Tor oder Abseits? Klatschen oder nicht? – Eine GLOSSE
Auch wenn meine Lieblingsmannschaft Erfolg hat: ich bin immer der Verlierer, sobald ich mich der Gefahr aussetze, Fußballspiele in Gesellschaft anzuschauen. Ungezählt sind die mitleidigen Blicke, die man mir zuwirft, wenn ich „Toooor!!!“jubele, obwohl der Spieler – für den Kenner glasklar erkennbar – im Abseits war. Sämtliche gut gemeinte Versuche, mir diese angeblich völlig simple Regel zu erklären, sind gescheitert, was mich vom gemeinschaftlichen Mitfiebern jedoch nicht abhalten kann. Zumindest gute Freunde müssen mein Nichtwissen aushalten!
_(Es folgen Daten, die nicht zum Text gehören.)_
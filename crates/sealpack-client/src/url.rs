//! Redirect URLs for the enable flow.

use crate::config::AbilityConfig;

pub const ENABLE_PATH: &str = "/v1/api/integration/enable";

/// Builds the URL a user is sent back to after enabling an integration.
#[derive(Debug, Clone)]
pub struct UrlBuilder {
    enable_url: String,
}

impl UrlBuilder {
    pub fn new(config: &AbilityConfig) -> Self {
        Self {
            enable_url: config.endpoint(ENABLE_PATH),
        }
    }

    /// `state` is passed through as given. `error` is percent-encoded and
    /// omitted when absent or empty.
    pub fn build_enable_url(&self, state: &str, error: Option<&str>) -> String {
        match error.filter(|e| !e.is_empty()) {
            Some(error) => format!(
                "{}?state={state}&error={}",
                self.enable_url,
                urlencoding::encode(error)
            ),
            None => format!("{}?state={state}", self.enable_url),
        }
    }
}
Schließlich haben sie mit mir auch etwas zu lachen, wenn ich „Schröder“für sein exzellentes Pass-Spiel lobe, obwohl der gute Mann „Müller“heißt, oder wenn ich mein nichtvorhandenes Expertentum durch Kommentare zu Trikots und Frisuren auszugleichen versuche. Neulich hat mir jemand gebeichtet, dass er ja gerne in klassische Konzerte gehen würde, wenn er nur wüsste, wann er klatschen soll (und vor allem: wann nicht). Da fiel mir ein steinschwerer Ball vom Herzen: Es gibt also Leute, denen es ähnlich geht wie mir als unkundigem Fußballfan!
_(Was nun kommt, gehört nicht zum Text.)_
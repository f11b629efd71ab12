//! Ability configuration.
//!
//! Every collaborator is built from an explicit [`AbilityConfig`]. Nothing is
//! read from the environment and nothing is stored globally.

use std::collections::BTreeMap;
use std::path::Path;

use sealpack_core::ExtractPolicy;
use sealpack_jose::{ContentAlgorithm, KeyAlgorithm};
use serde::{Deserialize, Serialize};

use crate::error::{ClientError, Result};

pub const DEFAULT_BASE_URL: &str = "https://cloud.bynorth.com";
pub const DEFAULT_SIGNING_VERSION: &str = "v0";
pub const DEFAULT_REQUEST_TIMEOUT_SECS: u64 = 30;

/// Algorithm choices for new envelopes.
#[derive(Clone, Copy, Debug, Default, PartialEq, Eq, Serialize, Deserialize)]
#[serde(default, rename_all = "camelCase")]
pub struct EncryptionConfig {
    /// Content encryption for the extracted values.
    pub content_algorithm: ContentAlgorithm,
    /// Key wrap used for RSA recipients. X25519 recipients always use
    /// ECDH-ES+A256KW.
    pub rsa_key_wrap: KeyAlgorithm,
    /// Which existing values count as extractable.
    pub extract_policy: ExtractPolicy,
}

impl EncryptionConfig {
    pub fn validate(&self) -> Result<()> {
        if !self.rsa_key_wrap.is_rsa() {
            return Err(ClientError::Config(format!(
                "rsaKeyWrap must be an RSA algorithm, got {}",
                self.rsa_key_wrap
            )));
        }
        Ok(())
    }
}

/// Configuration for one named ability.
#[derive(Clone, Debug, PartialEq, Eq, Serialize, Deserialize)]
#[serde(default, rename_all = "camelCase")]
pub struct AbilityConfig {
    /// Secret used to sign and verify callback state.
    pub shared_secret: String,
    pub api_key: String,
    pub api_secret: String,
    /// PEM or JWK private key. Without it the ability can encrypt but not
    /// decrypt.
    pub private_key: Option<String>,
    pub integration_id: String,
    pub base_url: String,
    pub signing_version: String,
    pub request_timeout_secs: u64,
    pub encryption: EncryptionConfig,
}

impl Default for AbilityConfig {
    fn default() -> Self {
        Self {
            shared_secret: String::new(),
            api_key: String::new(),
            api_secret: String::new(),
            private_key: None,
            integration_id: String::new(),
            base_url: DEFAULT_BASE_URL.to_string(),
            signing_version: DEFAULT_SIGNING_VERSION.to_string(),
            request_timeout_secs: DEFAULT_REQUEST_TIMEOUT_SECS,
            encryption: EncryptionConfig::default(),
        }
    }
}

impl AbilityConfig {
    /// Parse and validate a single ability from TOML.
    pub fn from_toml_str(raw: &str) -> Result<Self> {
        let config: Self = toml::from_str(raw).map_err(|e| ClientError::Config(e.to_string()))?;
        config.validate()?;
        Ok(config)
    }

    /// Read a single ability from a TOML file.
    pub fn from_file(path: impl AsRef<Path>) -> Result<Self> {
        Self::from_toml_str(&read(path.as_ref())?)
    }

    /// Parse a table of named abilities, one TOML table per name.
    ///
    /// ```toml
    /// [weather]
    /// apiKey = "..."
    ///
    /// [calendar]
    /// apiKey = "..."
    /// ```
    pub fn named_from_toml_str(raw: &str) -> Result<BTreeMap<String, Self>> {
        let configs: BTreeMap<String, Self> =
            toml::from_str(raw).map_err(|e| ClientError::Config(e.to_string()))?;
        for (name, config) in &configs {
            config
                .validate()
                .map_err(|e| ClientError::Config(format!("{name}: {e}")))?;
        }
        Ok(configs)
    }

    /// Read a table of named abilities from a TOML file.
    pub fn named_from_file(path: impl AsRef<Path>) -> Result<BTreeMap<String, Self>> {
        Self::named_from_toml_str(&read(path.as_ref())?)
    }

    pub fn validate(&self) -> Result<()> {
        if self.base_url.is_empty() {
            return Err(ClientError::Config("baseUrl must not be empty".into()));
        }
        if self.request_timeout_secs == 0 {
            return Err(ClientError::Config(
                "requestTimeoutSecs must be greater than zero".into(),
            ));
        }
        self.encryption.validate()
    }

    /// `base_url` joined with `path`, which must start with `/`.
    pub fn endpoint(&self, path: &str) -> String {
        format!("{}{}", self.base_url.trim_end_matches('/'), path)
    }
}

fn read(path: &Path) -> Result<String> {
    std::fs::read_to_string(path)
        .map_err(|e| ClientError::Config(format!("{}: {e}", path.display())))
}

#[cfg(test)]
mod tests {
    use super::*;

    #[test]
    fn test_defaults() {
        let config = AbilityConfig::default();
        assert_eq!(config.base_url, "https://cloud.bynorth.com");
        assert_eq!(config.signing_version, "v0");
        assert_eq!(config.request_timeout_secs, 30);
        assert!(config.private_key.is_none());
        assert!(config.api_key.is_empty());
        assert_eq!(config.encryption.content_algorithm, ContentAlgorithm::A256Gcm);
        assert_eq!(config.encryption.rsa_key_wrap, KeyAlgorithm::RsaOaep);
        assert_eq!(config.encryption.extract_policy, ExtractPolicy::Present);
    }

    #[test]
    fn test_empty_toml_is_default() {
        assert_eq!(AbilityConfig::from_toml_str("").unwrap(), AbilityConfig::default());
    }

    #[test]
    fn test_camel_case_fields() {
        let config = AbilityConfig::from_toml_str(
            r#"
            sharedSecret = "s3cret"
            apiKey = "key"
            apiSecret = "secret"
            integrationId = "int-1"
            baseUrl = "http://localhost:8080/"
            signingVersion = "v1"
            requestTimeoutSecs = 5

            [encryption]
            contentAlgorithm = "A256CBC-HS512"
            rsaKeyWrap = "RSA-OAEP-256"
            extractPolicy = "truthy"
            "#,
        )
        .unwrap();

        assert_eq!(config.shared_secret, "s3cret");
        assert_eq!(config.integration_id, "int-1");
        assert_eq!(config.signing_version, "v1");
        assert_eq!(config.request_timeout_secs, 5);
        assert_eq!(config.encryption.content_algorithm, ContentAlgorithm::A256CbcHs512);
        assert_eq!(config.encryption.rsa_key_wrap, KeyAlgorithm::RsaOaep256);
        assert_eq!(config.encryption.extract_policy, ExtractPolicy::Truthy);
        assert_eq!(
            config.endpoint("/v1/api/integration/enable"),
            "http://localhost:8080/v1/api/integration/enable"
        );
    }

    #[test]
    fn test_rejects_non_rsa_wrap() {
        let err = AbilityConfig::from_toml_str(
            r#"
            [encryption]
            rsaKeyWrap = "ECDH-ES+A256KW"
            "#,
        )
        .unwrap_err();
        assert!(matches!(err, ClientError::Config(_)));
    }

    #[test]
    fn test_rejects_unknown_algorithm() {
        let err = AbilityConfig::from_toml_str(
            r#"
            [encryption]
            contentAlgorithm = "A128GCM"
            "#,
        )
        .unwrap_err();
        assert!(matches!(err, ClientError::Config(_)));
    }

    #[test]
    fn test_rejects_zero_timeout() {
        assert!(AbilityConfig::from_toml_str("requestTimeoutSecs = 0").is_err());
    }

    #[test]
    fn test_named_table() {
        let configs = AbilityConfig::named_from_toml_str(
            r#"
            [weather]
            apiKey = "w"

            [calendar]
            apiKey = "c"
            signingVersion = "v2"
            "#,
        )
        .unwrap();

        assert_eq!(configs.len(), 2);
        assert_eq!(configs["weather"].api_key, "w");
        assert_eq!(configs["weather"].signing_version, "v0");
        assert_eq!(configs["calendar"].signing_version, "v2");
    }

    #[test]
    fn test_named_table_error_names_ability() {
        let err = AbilityConfig::named_from_toml_str(
            r#"
            [broken]
            baseUrl = ""
            "#,
        )
        .unwrap_err();
        assert!(err.to_string().contains("broken"));
    }

    #[test]
    fn test_from_file() {
        let dir = tempfile::tempdir().unwrap();
        let path = dir.path().join("ability.toml");
        std::fs::write(&path, "apiKey = \"from-file\"\n").unwrap();

        let config = AbilityConfig::from_file(&path).unwrap();
        assert_eq!(config.api_key, "from-file");

        let missing = AbilityConfig::from_file(dir.path().join("missing.toml"));
        assert!(matches!(missing, Err(ClientError::Config(_))));
    }
}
Dabei ist die Sache mit dem Klatschen viel leichter zu verstehen als die Abseitsfrage. Geklatscht wird in der klassischen Musik immer erst am Ende eines Werkes, zum Beispiel einer Sonate, einer Suite oder einer Symphonie. Diese Werke bestehen aus mehreren sogenannten „Sätzen“wie etwa Allegro, Andante, Menuett oder Largo. Man kann sich das vorstellen wie bei einem Buch: Das ganze Buch ist das Werk, die einzelnen Kapitel heißen in der Musik „Sätze“. Geklatscht wird also immer erst am Ende des „Buches“– selbst dann, wenn man zwischendurch so begeistert ist, dass es einen regelrecht in den Händen juckt.
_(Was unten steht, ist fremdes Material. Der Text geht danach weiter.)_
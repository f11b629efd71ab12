//! Escaping of literal `$ref` keys.
//!
//! Markers are objects with a single `$ref` key, so a caller's own `$ref`
//! keys have to be moved out of the way before extraction. Any key made of
//! one or more `$` followed by `ref` gains one extra leading `$`; unescaping
//! strips it again. The mapping is a bijection over keys, so documents that
//! already contain `$$ref` survive too.
//!
//! Only object keys are rewritten. String values are left alone.

use std::borrow::Cow;

use serde_json::{Map, Value};

/// Whether `key` is `$ref` with one or more leading dollars.
pub fn is_ref_like(key: &str) -> bool {
    match key.strip_suffix("ref") {
        Some(dollars) => !dollars.is_empty() && dollars.bytes().all(|b| b == b'$'),
        None => false,
    }
}

/// Escape a single object key.
pub fn escape_key(key: &str) -> Cow<'_, str> {
    if is_ref_like(key) {
        Cow::Owned(format!("${key}"))
    } else {
        Cow::Borrowed(key)
    }
}

/// Reverse [`escape_key`].
pub fn unescape_key(key: &str) -> &str {
    if is_escaped(key) {
        &key[1..]
    } else {
        key
    }
}

fn is_escaped(key: &str) -> bool {
    key.starts_with("$$") && is_ref_like(key)
}

/// Build an escaped copy of `value`. The input is not modified.
pub fn escape_refs(value: &Value) -> Value {
    match value {
        Value::Object(map) => Value::Object(
            map.iter()
                .map(|(k, v)| (escape_key(k).into_owned(), escape_refs(v)))
                .collect::<Map<_, _>>(),
        ),
        Value::Array(items) => Value::Array(items.iter().map(escape_refs).collect()),
        other => other.clone(),
    }
}

/// Undo [`escape_refs`], consuming the tree.
pub fn unescape_refs(value: Value) -> Value {
    match value {
        Value::Object(map) => Value::Object(
            map.into_iter()
                .map(|(k, v)| {
                    let key = if is_escaped(&k) { unescape_key(&k).to_string() } else { k };
                    (key, unescape_refs(v))
                })
                .collect::<Map<_, _>>(),
        ),
        Value::Array(items) => Value::Array(items.into_iter().map(unescape_refs).collect()),
        other => other,
    }
}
Wer vor dem Konzert sein Handy ausschaltet, während des Konzertes das Plaudern einstellt und nicht gerade dann lauthals hustet, wenn die Solistin zarteste Töne anstimmt oder das Orchester eine stimmungsvolle Pause einlegt, hat schon alles richtig gemacht. Wer bei der Frage „ jetzt klatschen oder noch nicht?“bei seinen ersten Konzertbesuchen unsicher ist, dem empfehle ich meine neueste Public-Viewing-Methode: Ich warte mit meinem „Toooor!“-Jubel vorerst einfach, bis einer der AbseitsExperten begeistert vom Hocker springt.